As the Asian space race heats up, nations are beginning to ask who owns Earth’s lone satellite. According to a prominent researcher on the subject, lunar property rights should be strictly first come, first served.
With Indian, Chinese, and Japanese spacecraft now orbiting the moon and the US and Japan planning to build lunar bases, it’s only a matter of time before disputes arise over who has a right to build on and mine the moon and where. The UN’s so-called Moon Treaty declares that the moon is part of mankind’s common heritage, and would ban ownership of any extraterrestrial party, but the treaty has never passed and has not been ratified by any nation with a space program.
According to Virgiliu Pop, that’s all for the best, since the UN has the wrong idea. Pop is a Romanian space lawyer who has written extensively on the topic of lunar property. His latest book Who Owns the Moon? Extraterrestrial Aspects of Land and Mineral Resources, Pop explores the possibility of creating a legal framework for property and natural resources law on the moon. At the heart of this exploration is the notion that energetic individuals, rather than international coalitions, will need to claim property in order to advance the cause of extraterrestrial colonization:
"Homesteading is likely to transform the lunar desert in the same manner as it transformed the 19th Century United States," he said. "Space is indeed a new frontier calling for individualism rather than collectivism, and its challenges need to be addressed with a legal regime favorable to property rights."

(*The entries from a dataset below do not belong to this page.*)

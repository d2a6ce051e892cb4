//! # Broadcast Signal Bus
//!
//! Fire-and-forget ephemeral messages between actors on the same channel.
//! No persistence, no replay: a message reaches only the listeners
//! subscribed at the time of send, and a channel with zero subscribers
//! silently drops it.

pub mod typing;

use std::collections::HashMap;
use std::sync::atomic::{AtomicBool, Ordering};
use std::sync::{Arc, RwLock};

use serde_json::Value;
use tokio::task::JoinHandle;

use crate::errors::{SyncError, SyncResult};
use crate::event::{ChannelEvent, ChannelStatus, SignalMessage};
use crate::transport::{Channel, ChannelTransport};

pub use typing::{TypingConfig, TypingWatcher, STOPPED_TYPING_EVENT, TYPING_EVENT};

struct BusInner {
    transport: Arc<dyn ChannelTransport>,
    /// Lazily opened send-only channels, one per topic
    publishers: RwLock<HashMap<String, Channel>>,
}

/// Ephemeral signaling bus over an injected transport
#[derive(Clone)]
pub struct SignalBus {
    inner: Arc<BusInner>,
}

impl SignalBus {
    /// Create a new bus
    pub fn new(transport: Arc<dyn ChannelTransport>) -> Self {
        Self {
            inner: Arc::new(BusInner {
                transport,
                publishers: RwLock::new(HashMap::new()),
            }),
        }
    }

    /// Listen for signals on a channel
    pub fn subscribe(
        &self,
        channel_name: &str,
        on_message: impl Fn(SignalMessage) + Send + Sync + 'static,
    ) -> SyncResult<SignalSubscription> {
        let (channel, mut rx) = Channel::open(Arc::clone(&self.inner.transport), channel_name)?;
        channel.subscribe(None)?;

        let task = tokio::spawn(async move {
            while let Some(event) = rx.recv().await {
                match event {
                    ChannelEvent::Signal(message) => on_message(message),
                    ChannelEvent::Status(ChannelStatus::Closed) => break,
                    _ => {}
                }
            }
        });

        Ok(SignalSubscription {
            channel,
            task,
            done: AtomicBool::new(false),
        })
    }

    /// Send a signal on a channel. Delivery is best-effort to current
    /// subscribers only.
    pub fn send(&self, channel_name: &str, event: &str, payload: Value) -> SyncResult<()> {
        {
            let publishers = self
                .inner
                .publishers
                .read()
                .map_err(|_| SyncError::Internal("Lock poisoned".into()))?;
            if let Some(channel) = publishers.get(channel_name) {
                return self.inner.transport.send(channel.id(), event, payload);
            }
        }

        // First send on this topic: open a send-only channel and keep it.
        let (channel, _rx) = Channel::open(Arc::clone(&self.inner.transport), channel_name)?;

        let mut publishers = self
            .inner
            .publishers
            .write()
            .map_err(|_| SyncError::Internal("Lock poisoned".into()))?;
        let channel = publishers
            .entry(channel_name.to_string())
            .or_insert(channel);
        self.inner.transport.send(channel.id(), event, payload)
    }

    /// Close every publisher channel this bus opened
    pub fn close(&self) {
        if let Ok(mut publishers) = self.inner.publishers.write() {
            publishers.clear();
        }
    }
}

/// An active signal listener
pub struct SignalSubscription {
    channel: Channel,
    task: JoinHandle<()>,
    done: AtomicBool,
}

impl SignalSubscription {
    /// Whether the underlying channel is connected
    pub fn is_connected(&self) -> bool {
        self.channel.is_connected()
    }

    /// Stop listening and close the channel. Idempotent.
    pub fn unsubscribe(&self) {
        if self.done.swap(true, Ordering::SeqCst) {
            return;
        }
        self.task.abort();
        self.channel.close();
    }
}

impl Drop for SignalSubscription {
    fn drop(&mut self) {
        self.unsubscribe();
    }
}
//! Synchronization invariant tests
//!
//! Tests must prove that the subsystem's observable guarantees hold:
//!
//! 1. Idempotent teardown
//! 2. Exactly-once application of streamed changes
//! 3. Rollback exactness for optimistic mutations
//! 4. Roster convergence within one polling interval
//! 5. Typing auto-expiry
//! 6. Connectivity degradation without synthesized events

use std::sync::Arc;
use std::time::Duration;

use serde_json::{json, Map, Value};

use portalsync::broadcast::{SignalBus, TypingConfig, TypingWatcher};
use portalsync::cache::{MutationOptions, QueryCache, QueryKey, QueryOptions};
use portalsync::changes::{ChangeHandlers, ChangeStreamManager, Predicate, StreamDescriptor};
use portalsync::event::{ChangeEvent, ChannelStatus};
use portalsync::presence::{PresenceConfig, PresenceTracker};
use portalsync::transport::{ApiResponse, LocalHub};
use portalsync::StreamBridge;

async fn settle() {
    tokio::time::sleep(Duration::from_millis(60)).await;
}

fn empty_state() -> Map<String, Value> {
    Map::new()
}

// =============================================================================
// 1. IDEMPOTENT TEARDOWN
// =============================================================================

/// Unsubscribing twice produces no error and leaves zero active listeners.
#[tokio::test]
async fn test_unsubscribe_twice_leaves_no_listeners() {
    let hub = Arc::new(LocalHub::new());
    let manager = ChangeStreamManager::new(hub.clone());

    let handle = manager
        .subscribe(StreamDescriptor::new("projects"), ChangeHandlers::new())
        .unwrap();
    assert_eq!(hub.channel_count(), 1);

    handle.unsubscribe();
    handle.unsubscribe();

    assert_eq!(hub.channel_count(), 0);
    assert!(!handle.is_connected());

    // Events published after teardown reach nothing
    let outcome = hub.publish(&ChangeEvent::insert("projects", "p1", json!({})));
    assert_eq!(outcome.matched, 0);
}

/// Every component's teardown closes the channels it opened.
#[tokio::test]
async fn test_component_teardown_closes_all_channels() {
    let hub = Arc::new(LocalHub::new());

    let manager = ChangeStreamManager::new(hub.clone());
    let stream = manager
        .subscribe(StreamDescriptor::new("projects"), ChangeHandlers::new())
        .unwrap();

    let tracker = PresenceTracker::new(hub.clone());
    let membership = tracker.join("room:1", "alice", empty_state()).unwrap();

    let bus = SignalBus::new(hub.clone());
    let subscription = bus.subscribe("room:1", |_| {}).unwrap();
    bus.send("room:1", "ping", json!({})).unwrap();

    assert_eq!(hub.channel_count(), 4);

    stream.unsubscribe();
    membership.leave();
    subscription.unsubscribe();
    bus.close();

    assert_eq!(hub.channel_count(), 0);
}

// =============================================================================
// 2. EXACTLY-ONCE APPLICATION
// =============================================================================

/// N inserts, M updates, K deletes on one channel produce the final list
/// state of applying them in delivery order exactly once each.
#[tokio::test]
async fn test_streamed_changes_apply_exactly_once_in_order() {
    let hub = Arc::new(LocalHub::new());
    let manager = ChangeStreamManager::new(hub.clone());
    let cache = QueryCache::new();
    let key = QueryKey::new("projects");

    cache.write(&key, json!([]));
    let bridge = StreamBridge::new(cache.clone());
    let _handle = bridge
        .bind(&manager, StreamDescriptor::new("projects"), key.clone())
        .unwrap();

    // 3 inserts
    for id in ["p1", "p2", "p3"] {
        hub.publish(&ChangeEvent::insert(
            "projects",
            id,
            json!({"id": id, "rev": 0}),
        ));
    }
    // 2 updates
    for id in ["p1", "p3"] {
        hub.publish(&ChangeEvent::update(
            "projects",
            id,
            json!({"id": id, "rev": 0}),
            json!({"id": id, "rev": 1}),
        ));
    }
    // 1 delete
    hub.publish(&ChangeEvent::delete("projects", "p2", json!({"id": "p2"})));
    settle().await;

    let items = cache.peek(&key).unwrap();
    assert_eq!(
        items,
        json!([
            {"id": "p3", "rev": 1},
            {"id": "p1", "rev": 1},
        ])
    );
}

/// Subscribing to `projects` filtered by corporate id and receiving an
/// insert prepends the new record without duplication or reordering.
#[tokio::test]
async fn test_filtered_insert_prepends_to_bound_list() {
    let hub = Arc::new(LocalHub::new());
    let manager = ChangeStreamManager::new(hub.clone());
    let cache = QueryCache::new();
    let key = QueryKey::new("projects").with("corporate_id=corp-1");

    cache
        .query(
            &key,
            || {
                std::future::ready(ApiResponse::ok(json!([
                    {"id": "p1", "corporate_id": "corp-1", "title": "Alpha"},
                    {"id": "p2", "corporate_id": "corp-1", "title": "Beta"},
                ])))
            },
            QueryOptions::default(),
        )
        .await;

    let bridge = StreamBridge::new(cache.clone());
    let _handle = bridge
        .bind(
            &manager,
            StreamDescriptor::new("projects")
                .with_predicate(Predicate::eq("corporate_id", json!("corp-1"))),
            key.clone(),
        )
        .unwrap();

    hub.publish(&ChangeEvent::insert(
        "projects",
        "p9",
        json!({"id": "p9", "corporate_id": "corp-1", "title": "New Drive"}),
    ));
    // An insert for another corporation must not reach this list
    hub.publish(&ChangeEvent::insert(
        "projects",
        "x1",
        json!({"id": "x1", "corporate_id": "corp-2", "title": "Other"}),
    ));
    settle().await;

    let items = cache.peek(&key).unwrap();
    let items = items.as_array().unwrap();
    assert_eq!(items.len(), 3);
    assert_eq!(items[0]["id"], json!("p9"));
    assert_eq!(items[1]["id"], json!("p1"));
    assert_eq!(items[2]["id"], json!("p2"));
}

// =============================================================================
// 3. ROLLBACK EXACTNESS
// =============================================================================

/// The cache value after a failed mutation equals the snapshot taken
/// before it, regardless of reads during the pending window.
#[tokio::test]
async fn test_failed_mutation_restores_exact_snapshot() {
    let cache = QueryCache::new();
    let key = QueryKey::new("volunteers").with("vol-123");
    let before = json!({"id": "vol-123", "skills": ["cooking"]});
    cache.write(&key, before.clone());

    let (reject, gate) = tokio::sync::oneshot::channel::<()>();
    let pending = {
        let cache = cache.clone();
        let key = key.clone();
        tokio::spawn(async move {
            cache
                .mutate(
                    &key,
                    json!({"id": "vol-123", "skills": ["teaching", "mentoring"]}),
                    move || async move {
                        let _ = gate.await;
                        ApiResponse::fail("permission denied")
                    },
                    MutationOptions::default(),
                )
                .await
        })
    };

    settle().await;

    // Pending window: the optimistic value is visible; read it repeatedly
    for _ in 0..5 {
        assert_eq!(
            cache.peek(&key).unwrap()["skills"],
            json!(["teaching", "mentoring"])
        );
    }

    reject.send(()).unwrap();
    let outcome = pending.await.unwrap().unwrap();

    assert!(!outcome.success);
    assert_eq!(outcome.error.as_deref(), Some("permission denied"));
    assert_eq!(cache.peek(&key).unwrap(), before);
}

/// List caches touched by a single-entity mutation are invalidated, not
/// patched.
#[tokio::test]
async fn test_mutation_invalidates_related_lists() {
    let cache = QueryCache::new();
    let entity = QueryKey::new("volunteers").with("vol-123");
    let list = QueryKey::new("volunteers").with("status=active");

    cache.write(&entity, json!({"id": "vol-123", "skills": []}));
    let list_before = json!([{"id": "vol-123", "skills": []}]);
    cache.write(&list, list_before.clone());

    cache
        .mutate(
            &entity,
            json!({"id": "vol-123", "skills": ["teaching"]}),
            || std::future::ready(ApiResponse::ok(json!({"id": "vol-123", "skills": ["teaching"]}))),
            MutationOptions {
                invalidate: vec![list.clone()],
            },
        )
        .await
        .unwrap();

    // The list value is untouched; only its freshness is gone
    assert_eq!(cache.peek(&list).unwrap(), list_before);
    assert!(cache.peek(&entity).unwrap()["skills"] == json!(["teaching"]));
}

// =============================================================================
// 4. ROSTER CONVERGENCE
// =============================================================================

/// After A and B join, both observe {A, B} within one polling interval;
/// after A leaves, both observers converge on {B}.
#[tokio::test]
async fn test_roster_convergence_on_join_and_leave() {
    let hub = Arc::new(LocalHub::new());
    let config = PresenceConfig {
        poll_interval: Duration::from_millis(20),
    };
    let tracker = PresenceTracker::with_config(hub.clone(), config);

    let alice = tracker.join("room:c", "A", empty_state()).unwrap();
    let bob = tracker.join("room:c", "B", empty_state()).unwrap();
    settle().await;

    for handle in [&alice, &bob] {
        assert!(handle.is_user_online("A"));
        assert!(handle.is_user_online("B"));
    }

    alice.leave();
    settle().await;

    assert!(!bob.is_user_online("A"));
    assert!(bob.is_user_online("B"));
    assert_eq!(bob.roster().len(), 1);
}

// =============================================================================
// 5. TYPING AUTO-EXPIRY
// =============================================================================

/// A typing signal with no renewal disappears from the remote visible set
/// after the inactivity timeout.
#[tokio::test]
async fn test_typing_signal_expires_without_renewal() {
    let hub = Arc::new(LocalHub::new());
    let bus = SignalBus::new(hub.clone());
    let config = TypingConfig {
        expiry: Duration::from_millis(120),
    };

    let alice =
        TypingWatcher::with_config(&bus, "typing:doc", "alice", config.clone()).unwrap();
    let bob = TypingWatcher::with_config(&bus, "typing:doc", "bob", config).unwrap();

    alice.announce_typing().unwrap();
    settle().await;
    assert_eq!(bob.typing_actors(), vec!["alice"]);

    tokio::time::sleep(Duration::from_millis(200)).await;
    assert!(bob.typing_actors().is_empty());
}

// =============================================================================
// 6. CONNECTIVITY DEGRADATION
// =============================================================================

/// A channel error downgrades connectivity without raising and without
/// synthesizing compensation events.
#[tokio::test]
async fn test_channel_error_degrades_quietly() {
    let hub = Arc::new(LocalHub::new());
    let manager = ChangeStreamManager::new(hub.clone());
    let cache = QueryCache::new();
    let key = QueryKey::new("projects");
    cache.write(&key, json!([{"id": "p1"}]));

    let bridge = StreamBridge::new(cache.clone());
    let handle = bridge
        .bind(&manager, StreamDescriptor::new("projects"), key.clone())
        .unwrap();
    assert!(handle.is_connected());

    hub.inject_status("changes:projects", ChannelStatus::TimedOut);
    settle().await;

    // Degraded, not dead: the cached list is stale-but-visible
    assert!(!handle.is_connected());
    assert_eq!(cache.peek(&key).unwrap(), json!([{"id": "p1"}]));
}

He also challenges the notion that homesteading will favor citizens of wealthy nations, whose public and private enterprises have the resources and technology to travel into space:
"A refutation of the Common Heritage principle does not mean, however, that the developing world will, or should, be left behind in the space era," he said. "China, India and Brazil are living proofs that a developing country can, through its own effort, join the spacefaring club. Instead of freeloading on the efforts of the older spacefarers, the have-nots should pool their meager financial resources into a common space agency or into regional ones, and proceed at exploiting the riches of outer space for themselves."
Pop’s ultimate concern is that, without the development of a legal framework for lunar property rights, the moon will remain largely undeveloped. But, with more and more private companies looking into space travel, it may be a necessary to establish rights for private systems simply to ensure that laws are in place before the first settlers stake their claims. If the international community can develop a cohesive and enforceable framework, it could help keep the lunar frontier from descending into the wild West.